Mayhew – usually so sympathetic to her correspondent – confessed that she was appalled by the vehemence of these remarks. When Head sneered at ‘the gross ineptitude of [Hester's] Anglo Indian life’, Ruth admitted that: ‘Your last letter made me miserable’. Head's mother, who was also aware of the extraordinary nature of Henry's reaction to his sister's marriage, had alleged that her son was: ‘jealous of her husband and you loved Hester more as a lover than a brother’. Mayhew found this suggestion of some form of incestuous attraction: ‘monstrous and you may think how it hurts me. I cannot believe it …’ Nonetheless, she was left bewildered. ‘Why’, she demanded, ‘are you so cruelly bitter about it all?’
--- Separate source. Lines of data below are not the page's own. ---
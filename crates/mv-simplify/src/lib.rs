//! Corner-cut simplification for traced boundary polylines.
//!
//! Two consecutive segments whose combined Euclidean length is at or below
//! a threshold are merged into one segment spanning from the first's start
//! to the second's end, dropping the shared corner vertex. Lengths are
//! summed rather than measured end-to-end, so the threshold bounds path
//! length, not displacement.

use mv_core::{Polyline, Segment};

/// Merges short consecutive segment pairs of one polyline.
///
/// The segment sequence is treated as cyclic when pairing (the last segment
/// may merge with the first), in a single forward pass: a merge writes its
/// result into the successor slot, so a chain of short runs keeps
/// collapsing as the pass advances. Non-consecutive pairs (segment end and
/// successor start differ, as happens across branch points) are never
/// merged. Polylines with fewer than two segments are returned unchanged.
pub fn cut_corners(line: &Polyline, min_dist: f32) -> Polyline {
    if line.len() < 2 {
        return line.clone();
    }

    let mut slots: Vec<Option<Segment>> = line.segments.iter().copied().map(Some).collect();
    let n = slots.len();
    for i in 0..n {
        let next = (i + 1) % n;
        let (Some(first), Some(second)) = (slots[i], slots[next]) else {
            continue;
        };
        if first.b != second.a {
            continue;
        }
        if first.length() + second.length() > min_dist {
            continue;
        }

        slots[i] = None;
        // A merge closing a whole loop would leave a zero-length segment;
        // drop both halves instead.
        slots[next] = (first.a != second.b).then_some(Segment::new(first.a, second.b));
    }

    Polyline::new(slots.into_iter().flatten().collect())
}

/// Applies [`cut_corners`] to every polyline in the list.
pub fn cut_all_corners(lines: &[Polyline], min_dist: f32) -> Vec<Polyline> {
    lines.iter().map(|line| cut_corners(line, min_dist)).collect()
}
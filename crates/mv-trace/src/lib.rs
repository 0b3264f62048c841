//! Branch-aware tracing of boundary grids into polylines.
//!
//! The tracer walks a boundary vertex grid (see `mv-raster`) and emits one
//! [`mv_core::Polyline`] per connected boundary component it reaches,
//! clearing vertices in a private working copy as it goes. Straight runs
//! become single segments; 90 degree corners and branches are followed with
//! an explicit stack rather than recursion, so stack depth is independent
//! of boundary length.

mod tracer;

pub use tracer::trace_boundaries;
This incident deserves study because it reveals important aspects of Head's worldview. He categorized the world and the people that inhabited it according to an interrelated set of binary opposites. He attached immense importance to certain values and attributes, and greatly esteemed those individuals who manifested these traits. Those who were indifferent or even inimical to these ideals were worthy only of contempt and derision.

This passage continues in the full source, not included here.